How does this assertiveness course apply to the sexual harassment concerns in our workplaces today?
I have tried to stay away from heated topics in this blog, but since I was asked the question above in my assertiveness class last week, I decided it was time to comment publicly.
I told the participants in my class that what we talk about in the seminar can be helpful – to a degree. Assertiveness means not presenting yourself as a victim – using your posture to stand tall, your words to speak out, and your voice to speak up loudly. But, ultimately, eliminating harassment in our workplaces requires numerous actions.
After her co-host Charlie Rose was accused of harassment recently, television journalist Norah O’Donnell said on her show, CBS This Morning: "This is a moment that demands a frank and honest assessment about where we stand and more generally the safety of women. Let me be very clear: There is no excuse for this alleged behavior. It is systematic and pervasive. ... This I know is true: women cannot achieve equality in the workplace or in society until there is a reckoning and a taking of responsibility.”
Many things can be done to help women – and men – feel safe. Having a sexual harassment policy in the workplace and providing training to employees about sexual harassment are two important actions. I also believe that teaching women (and girls) to fight – encouraging them to learn how to defend themselves physically – can be a key component of empowering women and decreasing harassment, in the workplace and elsewhere.
I was sexually assaulted when I was 10 years old.

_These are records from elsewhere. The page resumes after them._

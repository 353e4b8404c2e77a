use std::{
    collections::BTreeMap,
    ffi::OsString,
    io,
    os::unix::process::CommandExt,
    path::{Path, PathBuf},
    process::{Child, Command, ExitStatus, Stdio},
    sync::{Arc, Mutex, MutexGuard},
    thread,
    time::SystemTime,
};

use argvars::ArgValues;
use crossbeam_channel::{Receiver, Sender};
use uuid::Uuid;

use crate::{
    CommandError,
    filter::{LinkFilter, OutputFilter},
    running::{RunControl, RunHandle, RunningTable},
    sink::{OutputSink, OutputSinks, Stream},
    spec::{CommandSpec, FilterKind},
};

/// User interaction needed before a command can be dispatched
pub trait Prompter {
    /// Ask for confirmation of a command with the `confirm` flag
    fn confirm(&self, spec: &CommandSpec) -> bool;

    /// Ask for the value of a 1-based `PromptString` slot; `None` aborts
    fn prompt(&self, spec: &CommandSpec, slot: usize) -> Option<String>;
}

/// Accepts every confirmation and answers no prompts
#[derive(Debug, Clone, Copy, Default)]
pub struct NoPrompt;

impl Prompter for NoPrompt {
    fn confirm(&self, _spec: &CommandSpec) -> bool {
        true
    }

    fn prompt(&self, _spec: &CommandSpec, _slot: usize) -> Option<String> {
        None
    }
}

#[derive(Debug, Clone, Default)]
pub struct DispatchOptions {
    /// Keep the previous contents of an existing sink
    pub keep_output: bool,

    /// Session override: substitute nothing for unanswered prompts instead of asking
    pub no_prompt: bool,

    /// Whether an editor view with a file is active
    pub has_buffer: bool,

    /// Working directory for commands with an empty `dir`
    pub default_dir: PathBuf,
}

/// Final outcome of a run
#[derive(Debug, Clone, PartialEq, Eq)]
pub enum RunStatus {
    Success,
    /// Step `step` (0-based) exited unsuccessfully
    Failed { step: usize, code: Option<i32> },
    /// Step `step` could not be started
    SpawnFailed { step: usize, message: String },
    /// The run was killed
    Cancelled,
}

impl RunStatus {
    pub fn is_success(&self) -> bool {
        matches!(self, RunStatus::Success)
    }
}

/// Lifecycle notifications, drained by the UI thread
#[derive(Debug, Clone, PartialEq, Eq)]
pub enum RunEvent {
    Started { id: Uuid, name: String, focus: bool },
    Finished { id: Uuid, name: String, status: RunStatus },
}

#[derive(Debug, Clone)]
struct ResolvedStep {
    program: String,
    args: Vec<String>,
}

/// One dispatched execution of a command
#[derive(Debug)]
struct CommandRun {
    spec: CommandSpec,
    values: ArgValues,
    steps: Vec<ResolvedStep>,
    dir: PathBuf,
    sink: Arc<OutputSink>,
    handle: RunHandle,
    started: SystemTime,
}

fn lock<T>(m: &Mutex<T>) -> MutexGuard<'_, T> {
    m.lock().unwrap_or_else(|poisoned| poisoned.into_inner())
}

/// Spawns commands and tracks them while they run
#[derive(Debug)]
pub struct Runner {
    running: Arc<RunningTable>,
    sinks: Arc<OutputSinks>,
    env: Mutex<BTreeMap<String, String>>,
    events_tx: Sender<RunEvent>,
    events_rx: Receiver<RunEvent>,
}

impl Default for Runner {
    fn default() -> Self {
        Self::new(Arc::new(OutputSinks::new()))
    }
}

impl Runner {
    pub fn new(sinks: Arc<OutputSinks>) -> Self {
        let (events_tx, events_rx) = crossbeam_channel::unbounded();
        Self {
            running: Arc::new(RunningTable::new()),
            sinks,
            env: Mutex::new(BTreeMap::new()),
            events_tx,
            events_rx,
        }
    }

    pub fn running(&self) -> &Arc<RunningTable> {
        &self.running
    }

    pub fn sinks(&self) -> &Arc<OutputSinks> {
        &self.sinks
    }

    pub fn events(&self) -> Receiver<RunEvent> {
        self.events_rx.clone()
    }

    /// Replace the variables exported to every spawned command
    pub fn set_env(&self, env: BTreeMap<String, String>) {
        *lock(&self.env) = env;
    }

    pub fn env(&self) -> BTreeMap<String, String> {
        lock(&self.env).clone()
    }

    /// Start `spec` with the argument values `values`.
    ///
    /// Returns once the run is registered and its worker thread started; the
    /// handle can be used to wait for or kill it. Errors returned here mean
    /// no process was spawned.
    #[tracing::instrument(skip_all, fields(command = %spec.label()))]
    pub fn dispatch(
        &self,
        spec: &CommandSpec,
        values: &mut ArgValues,
        prompter: &dyn Prompter,
        options: &DispatchOptions,
    ) -> Result<RunHandle, CommandError> {
        let label = spec.label();

        if spec.confirm && !prompter.confirm(spec) {
            tracing::debug!("command not confirmed");
            return Err(CommandError::Confirm(label));
        }

        if spec.requires_buffer() && !options.has_buffer {
            return Err(CommandError::NoActiveBuffer(label));
        }

        if !options.no_prompt {
            let missing = spec
                .templates()
                .flat_map(|t| values.missing_prompts(t))
                .collect::<std::collections::BTreeSet<_>>();
            for slot in missing {
                match prompter.prompt(spec, slot) {
                    Some(answer) => values.set_prompt(slot, answer)?,
                    None => break,
                }
            }
            values.check_prompts(spec.templates())?;
        }

        let steps: Vec<ResolvedStep> = spec
            .steps
            .iter()
            .map(|step| ResolvedStep {
                program: values.bind(&step.program),
                args: step.args.iter().map(|a| values.bind(a)).collect(),
            })
            .collect();
        let dir = match values.bind(&spec.dir) {
            dir if dir.is_empty() => options.default_dir.clone(),
            dir => PathBuf::from(dir),
        };

        // the old run writes its status line before the sink is cleared
        if let Some(status) = self.running.kill_by_name(&label) {
            tracing::debug!(?status, "killed previous run");
        }
        let sink = self.sinks.get_or_create(&label, !options.keep_output);
        let (handle, done) = RunHandle::new(label.as_str());
        self.running.insert(handle.clone());

        let run = CommandRun {
            spec: spec.clone(),
            values: values.clone(),
            steps,
            dir,
            sink,
            handle: handle.clone(),
            started: SystemTime::now(),
        };
        let _ = self.events_tx.send(RunEvent::Started {
            id: handle.id(),
            name: label,
            focus: spec.focus,
        });

        let running = Arc::clone(&self.running);
        let events = self.events_tx.clone();
        let env = self.env();
        thread::spawn(move || {
            let status = execute(&run, &env);
            finish(&run, status, &running, &events);
            drop(done);
        });

        Ok(handle)
    }

    /// Dispatch and block until the run finishes
    pub fn run_blocking(
        &self,
        spec: &CommandSpec,
        values: &mut ArgValues,
        prompter: &dyn Prompter,
        options: &DispatchOptions,
    ) -> Result<RunStatus, CommandError> {
        Ok(self.dispatch(spec, values, prompter, options)?.wait())
    }

    pub fn kill(&self, name: &str) -> Option<RunStatus> {
        self.running.kill_by_name(name)
    }

    pub fn kill_all(&self) {
        self.running.kill_all();
    }
}

fn filter_for(run: &CommandRun) -> Option<Box<dyn OutputFilter>> {
    match run.spec.filter {
        FilterKind::Plain => None,
        FilterKind::Links => Some(Box::new(LinkFilter::new(&run.dir))),
    }
}

fn resolve_program(program: &str, dir: &Path, env: &BTreeMap<String, String>) -> io::Result<PathBuf> {
    let paths: Option<OsString> = env
        .get("PATH")
        .map(OsString::from)
        .or_else(|| std::env::var_os("PATH"));
    which::which_in(program, paths, dir)
        .map_err(|e| io::Error::new(io::ErrorKind::NotFound, format!("{program}: {e}")))
}

fn spawn_step(
    step: &ResolvedStep,
    dir: &Path,
    env: &BTreeMap<String, String>,
) -> Result<Child, CommandError> {
    let spawn_error = |source| CommandError::Spawn {
        program: step.program.clone(),
        source,
    };
    let program = resolve_program(&step.program, dir, env).map_err(spawn_error)?;
    Command::new(program)
        .args(&step.args)
        .current_dir(dir)
        .envs(env)
        .stdin(Stdio::null())
        .stdout(Stdio::piped())
        .stderr(Stdio::piped())
        .process_group(0)
        .spawn()
        .map_err(spawn_error)
}

/// A spawned step whose output is being copied into the sink
struct LiveStep {
    child: Child,
    pumps: Vec<thread::JoinHandle<()>>,
}

impl LiveStep {
    fn start(mut child: Child, run: &CommandRun, control: &Arc<RunControl>) -> Self {
        control.register(child.id());
        let mut pumps = Vec::with_capacity(2);
        if let Some(stdout) = child.stdout.take() {
            let sink = Arc::clone(&run.sink);
            let filter = filter_for(run);
            pumps.push(thread::spawn(move || {
                sink.pump(Stream::Stdout, stdout, filter.as_deref())
            }));
        }
        if let Some(stderr) = child.stderr.take() {
            let sink = Arc::clone(&run.sink);
            pumps.push(thread::spawn(move || sink.pump(Stream::Stderr, stderr, None)));
        }
        Self { child, pumps }
    }

    fn wait(mut self, control: &RunControl) -> io::Result<ExitStatus> {
        let status = self.child.wait();
        control.unregister(self.child.id());
        for pump in self.pumps {
            let _ = pump.join();
        }
        status
    }
}

fn step_outcome(
    step: usize,
    status: io::Result<ExitStatus>,
    control: &RunControl,
) -> Option<RunStatus> {
    match status {
        Ok(status) if status.success() => None,
        _ if control.is_cancelled() => Some(RunStatus::Cancelled),
        Ok(status) => Some(RunStatus::Failed {
            step,
            code: status.code(),
        }),
        Err(e) => Some(RunStatus::SpawnFailed {
            step,
            message: e.to_string(),
        }),
    }
}

#[tracing::instrument(skip_all, fields(command = %run.spec.label(), id = %run.handle.id()))]
fn execute(run: &CommandRun, env: &BTreeMap<String, String>) -> RunStatus {
    let control = run.handle.control();
    tracing::debug!(
        dir = %run.dir.display(),
        file = run.values.get("FilePath").unwrap_or_default(),
        wait = run.spec.wait,
        "executing command"
    );

    if run.spec.wait {
        for (i, step) in run.steps.iter().enumerate() {
            if control.is_cancelled() {
                return RunStatus::Cancelled;
            }
            let child = match spawn_step(step, &run.dir, env) {
                Ok(child) => child,
                Err(e) => {
                    return RunStatus::SpawnFailed {
                        step: i,
                        message: e.to_string(),
                    };
                }
            };
            let status = LiveStep::start(child, run, control).wait(control);
            if let Some(failure) = step_outcome(i, status, control) {
                return failure;
            }
        }
        return RunStatus::Success;
    }

    let mut live = Vec::with_capacity(run.steps.len());
    let mut outcome = None;
    for (i, step) in run.steps.iter().enumerate() {
        match spawn_step(step, &run.dir, env) {
            Ok(child) => live.push((i, LiveStep::start(child, run, control))),
            Err(e) => {
                outcome = Some(RunStatus::SpawnFailed {
                    step: i,
                    message: e.to_string(),
                });
                break;
            }
        }
    }
    if outcome.is_some() {
        for (_, step) in live.iter_mut() {
            let _ = step.child.kill();
        }
    }
    for (i, step) in live {
        let status = step.wait(control);
        if outcome.is_none() {
            outcome = step_outcome(i, status, control);
        }
    }
    outcome.unwrap_or(RunStatus::Success)
}

fn status_line(run: &CommandRun, status: &RunStatus) -> String {
    let label = run.spec.label();
    let elapsed = run.started.elapsed().unwrap_or_default();
    match status {
        RunStatus::Success => format!("{label} successful, took {elapsed:.2?}"),
        RunStatus::Failed { step, code } => {
            let program = &run.steps[*step].program;
            match code {
                Some(code) => format!("{label} failed: `{program}` exited with status {code}"),
                None => format!("{label} failed: `{program}` was terminated by a signal"),
            }
        }
        RunStatus::SpawnFailed { message, .. } => format!("{label} could not start: {message}"),
        RunStatus::Cancelled => format!("{label} killed after {elapsed:.2?}"),
    }
}

fn finish(run: &CommandRun, status: RunStatus, running: &RunningTable, events: &Sender<RunEvent>) {
    match &status {
        RunStatus::Success => tracing::debug!(command = %run.spec.label(), "command finished"),
        other => {
            tracing::warn!(command = %run.spec.label(), status = ?other, "command did not succeed")
        }
    }
    run.sink
        .append(Stream::Status, &status_line(run, &status), None);
    run.handle.control().set_status(status.clone());
    running.remove_run(run.handle.name(), run.handle.id());
    let _ = events.send(RunEvent::Finished {
        id: run.handle.id(),
        name: run.handle.name().to_string(),
        status,
    });
}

During a camp trip to an amusement park, while I was walking through one of the attractions, a man came up behind me and grabbed both my breasts. I fought back, and then I ran away. But to this day, my loving husband cannot affectionately surprise me from behind without risking getting hit by me. The scars of assault aren’t forgotten, and I still react reflexively.
I believe I fought back against my attacker because I was used to fighting. My two sisters and I would fight like dogs and cats all the time. Physically fight. (Don’t worry, we are best friends today.)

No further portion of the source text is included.